__PROBLEM__. From the records that follow, give the number of lines that include the word "None", with no further words.

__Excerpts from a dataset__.

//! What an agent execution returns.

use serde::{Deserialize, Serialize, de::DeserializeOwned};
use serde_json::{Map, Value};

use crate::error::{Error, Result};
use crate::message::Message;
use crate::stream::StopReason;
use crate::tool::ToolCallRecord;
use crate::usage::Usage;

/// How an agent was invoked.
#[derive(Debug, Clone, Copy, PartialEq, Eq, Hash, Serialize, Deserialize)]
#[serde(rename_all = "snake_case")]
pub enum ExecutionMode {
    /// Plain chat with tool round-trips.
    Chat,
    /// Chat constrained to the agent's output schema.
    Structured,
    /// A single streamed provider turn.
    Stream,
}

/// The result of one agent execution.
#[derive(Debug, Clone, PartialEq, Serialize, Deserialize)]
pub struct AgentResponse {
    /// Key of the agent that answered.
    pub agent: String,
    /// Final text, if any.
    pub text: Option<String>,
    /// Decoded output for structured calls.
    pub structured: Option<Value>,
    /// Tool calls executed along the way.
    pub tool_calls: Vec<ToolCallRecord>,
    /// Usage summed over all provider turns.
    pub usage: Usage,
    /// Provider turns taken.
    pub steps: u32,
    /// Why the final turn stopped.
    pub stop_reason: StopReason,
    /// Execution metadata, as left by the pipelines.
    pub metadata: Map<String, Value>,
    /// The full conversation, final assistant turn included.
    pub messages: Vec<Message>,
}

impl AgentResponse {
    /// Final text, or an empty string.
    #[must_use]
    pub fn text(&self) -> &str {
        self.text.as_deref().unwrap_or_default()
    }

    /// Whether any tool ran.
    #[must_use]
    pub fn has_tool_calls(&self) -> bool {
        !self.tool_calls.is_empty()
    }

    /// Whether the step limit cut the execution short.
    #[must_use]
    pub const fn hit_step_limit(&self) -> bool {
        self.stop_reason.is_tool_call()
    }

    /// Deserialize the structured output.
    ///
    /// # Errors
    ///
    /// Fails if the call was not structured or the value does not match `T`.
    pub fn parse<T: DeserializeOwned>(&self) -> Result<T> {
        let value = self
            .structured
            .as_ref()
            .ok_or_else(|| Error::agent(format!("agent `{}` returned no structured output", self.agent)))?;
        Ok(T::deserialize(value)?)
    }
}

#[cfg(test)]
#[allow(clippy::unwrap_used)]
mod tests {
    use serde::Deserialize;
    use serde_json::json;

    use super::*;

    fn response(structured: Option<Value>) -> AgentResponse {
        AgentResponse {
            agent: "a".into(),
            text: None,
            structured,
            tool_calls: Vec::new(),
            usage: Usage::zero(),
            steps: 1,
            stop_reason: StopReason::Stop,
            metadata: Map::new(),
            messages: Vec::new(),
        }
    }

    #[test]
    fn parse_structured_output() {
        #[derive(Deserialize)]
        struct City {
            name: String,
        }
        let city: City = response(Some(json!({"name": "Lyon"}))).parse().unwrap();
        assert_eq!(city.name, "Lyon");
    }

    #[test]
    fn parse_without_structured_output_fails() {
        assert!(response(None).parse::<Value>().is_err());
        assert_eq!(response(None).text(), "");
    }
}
...
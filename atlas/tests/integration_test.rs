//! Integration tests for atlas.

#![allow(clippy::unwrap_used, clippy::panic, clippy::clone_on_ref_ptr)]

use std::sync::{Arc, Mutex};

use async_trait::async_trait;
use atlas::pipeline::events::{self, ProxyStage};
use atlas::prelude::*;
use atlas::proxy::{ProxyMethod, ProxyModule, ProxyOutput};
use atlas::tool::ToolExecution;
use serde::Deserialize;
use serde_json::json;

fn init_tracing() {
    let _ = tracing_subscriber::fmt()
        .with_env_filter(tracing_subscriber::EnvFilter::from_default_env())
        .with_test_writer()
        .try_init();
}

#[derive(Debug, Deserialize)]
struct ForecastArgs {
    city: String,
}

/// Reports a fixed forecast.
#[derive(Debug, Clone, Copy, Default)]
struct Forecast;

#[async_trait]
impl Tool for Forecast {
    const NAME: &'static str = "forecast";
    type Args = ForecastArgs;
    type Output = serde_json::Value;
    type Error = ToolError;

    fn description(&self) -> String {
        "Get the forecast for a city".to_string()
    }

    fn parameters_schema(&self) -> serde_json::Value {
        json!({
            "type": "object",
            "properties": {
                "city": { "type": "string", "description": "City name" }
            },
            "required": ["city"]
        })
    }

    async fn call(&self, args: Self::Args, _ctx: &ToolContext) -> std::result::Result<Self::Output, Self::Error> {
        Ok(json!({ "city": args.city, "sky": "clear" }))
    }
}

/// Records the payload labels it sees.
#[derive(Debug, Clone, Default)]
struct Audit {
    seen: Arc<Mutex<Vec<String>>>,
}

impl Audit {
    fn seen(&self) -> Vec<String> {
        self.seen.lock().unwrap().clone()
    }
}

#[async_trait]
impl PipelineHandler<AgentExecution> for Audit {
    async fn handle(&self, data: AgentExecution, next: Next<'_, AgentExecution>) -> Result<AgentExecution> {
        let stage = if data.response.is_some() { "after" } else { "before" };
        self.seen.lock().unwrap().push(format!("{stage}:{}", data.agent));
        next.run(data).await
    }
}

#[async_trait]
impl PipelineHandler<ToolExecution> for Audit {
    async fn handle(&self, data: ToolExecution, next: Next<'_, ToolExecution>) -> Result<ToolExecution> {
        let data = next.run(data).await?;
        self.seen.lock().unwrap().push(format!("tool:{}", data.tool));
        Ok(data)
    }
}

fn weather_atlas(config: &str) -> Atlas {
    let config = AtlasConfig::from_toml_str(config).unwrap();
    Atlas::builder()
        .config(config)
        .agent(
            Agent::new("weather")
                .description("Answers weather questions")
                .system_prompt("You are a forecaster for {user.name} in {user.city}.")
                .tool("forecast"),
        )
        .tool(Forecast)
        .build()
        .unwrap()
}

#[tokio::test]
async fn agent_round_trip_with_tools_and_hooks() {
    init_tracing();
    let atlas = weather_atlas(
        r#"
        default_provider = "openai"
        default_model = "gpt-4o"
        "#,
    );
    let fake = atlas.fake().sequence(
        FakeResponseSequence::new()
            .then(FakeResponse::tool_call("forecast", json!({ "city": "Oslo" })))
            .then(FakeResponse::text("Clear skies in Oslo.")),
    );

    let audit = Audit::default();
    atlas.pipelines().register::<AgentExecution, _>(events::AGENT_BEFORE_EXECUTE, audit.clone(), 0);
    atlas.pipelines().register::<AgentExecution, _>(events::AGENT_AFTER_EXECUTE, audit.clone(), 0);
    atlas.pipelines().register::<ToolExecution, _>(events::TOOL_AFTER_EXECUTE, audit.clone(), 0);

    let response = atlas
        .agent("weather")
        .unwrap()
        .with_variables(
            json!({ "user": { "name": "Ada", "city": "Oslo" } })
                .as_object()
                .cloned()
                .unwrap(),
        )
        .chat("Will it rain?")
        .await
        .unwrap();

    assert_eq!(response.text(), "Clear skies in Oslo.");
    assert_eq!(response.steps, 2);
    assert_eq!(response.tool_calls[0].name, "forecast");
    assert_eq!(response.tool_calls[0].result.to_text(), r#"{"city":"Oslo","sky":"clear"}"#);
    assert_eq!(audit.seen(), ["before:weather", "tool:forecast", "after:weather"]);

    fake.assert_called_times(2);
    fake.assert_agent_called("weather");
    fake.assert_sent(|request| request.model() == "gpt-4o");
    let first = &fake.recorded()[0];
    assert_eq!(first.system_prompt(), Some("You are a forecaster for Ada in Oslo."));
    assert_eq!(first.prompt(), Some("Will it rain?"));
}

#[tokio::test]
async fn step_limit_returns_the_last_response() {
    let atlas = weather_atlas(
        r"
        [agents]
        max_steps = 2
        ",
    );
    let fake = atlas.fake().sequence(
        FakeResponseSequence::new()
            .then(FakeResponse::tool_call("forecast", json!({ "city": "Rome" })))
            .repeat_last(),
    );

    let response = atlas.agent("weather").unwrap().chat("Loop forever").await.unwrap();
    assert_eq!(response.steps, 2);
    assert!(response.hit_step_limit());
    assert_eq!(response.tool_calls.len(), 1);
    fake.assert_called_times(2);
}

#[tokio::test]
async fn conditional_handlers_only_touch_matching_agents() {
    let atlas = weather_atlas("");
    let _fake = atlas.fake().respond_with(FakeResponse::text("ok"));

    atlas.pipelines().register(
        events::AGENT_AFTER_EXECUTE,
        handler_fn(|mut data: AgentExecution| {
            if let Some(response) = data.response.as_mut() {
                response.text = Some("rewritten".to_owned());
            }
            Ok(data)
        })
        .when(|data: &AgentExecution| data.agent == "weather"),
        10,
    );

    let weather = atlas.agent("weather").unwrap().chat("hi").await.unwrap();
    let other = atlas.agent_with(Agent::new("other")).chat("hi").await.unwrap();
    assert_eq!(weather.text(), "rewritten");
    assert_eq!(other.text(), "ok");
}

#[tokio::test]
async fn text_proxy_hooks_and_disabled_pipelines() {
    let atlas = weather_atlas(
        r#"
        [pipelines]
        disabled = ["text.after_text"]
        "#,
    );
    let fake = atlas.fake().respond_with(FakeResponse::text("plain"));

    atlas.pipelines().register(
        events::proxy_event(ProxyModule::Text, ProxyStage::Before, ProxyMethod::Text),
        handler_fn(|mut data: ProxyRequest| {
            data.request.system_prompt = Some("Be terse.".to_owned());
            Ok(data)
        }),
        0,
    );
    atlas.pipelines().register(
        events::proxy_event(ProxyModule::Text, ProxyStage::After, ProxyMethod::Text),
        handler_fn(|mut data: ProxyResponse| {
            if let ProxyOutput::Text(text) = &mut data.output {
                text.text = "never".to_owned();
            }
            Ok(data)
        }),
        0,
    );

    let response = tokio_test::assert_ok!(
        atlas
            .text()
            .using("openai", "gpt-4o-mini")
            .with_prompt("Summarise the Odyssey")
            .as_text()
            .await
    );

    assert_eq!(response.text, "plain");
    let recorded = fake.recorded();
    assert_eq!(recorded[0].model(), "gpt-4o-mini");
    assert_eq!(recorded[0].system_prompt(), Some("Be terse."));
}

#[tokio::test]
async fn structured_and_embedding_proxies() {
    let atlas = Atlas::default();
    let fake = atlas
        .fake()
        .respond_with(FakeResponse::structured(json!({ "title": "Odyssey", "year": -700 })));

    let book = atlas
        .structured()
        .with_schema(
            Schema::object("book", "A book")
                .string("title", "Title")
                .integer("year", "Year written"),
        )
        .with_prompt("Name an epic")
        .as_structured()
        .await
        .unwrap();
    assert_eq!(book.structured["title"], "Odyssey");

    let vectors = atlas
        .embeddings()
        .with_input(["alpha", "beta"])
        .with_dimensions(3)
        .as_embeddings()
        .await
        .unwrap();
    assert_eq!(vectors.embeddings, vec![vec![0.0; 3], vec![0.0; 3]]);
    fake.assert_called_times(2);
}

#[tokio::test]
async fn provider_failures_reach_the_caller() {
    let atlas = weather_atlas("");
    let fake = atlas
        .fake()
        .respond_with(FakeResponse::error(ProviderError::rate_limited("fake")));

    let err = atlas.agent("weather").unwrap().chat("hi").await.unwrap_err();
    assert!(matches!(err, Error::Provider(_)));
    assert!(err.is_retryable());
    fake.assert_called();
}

__SOLUTION__. 3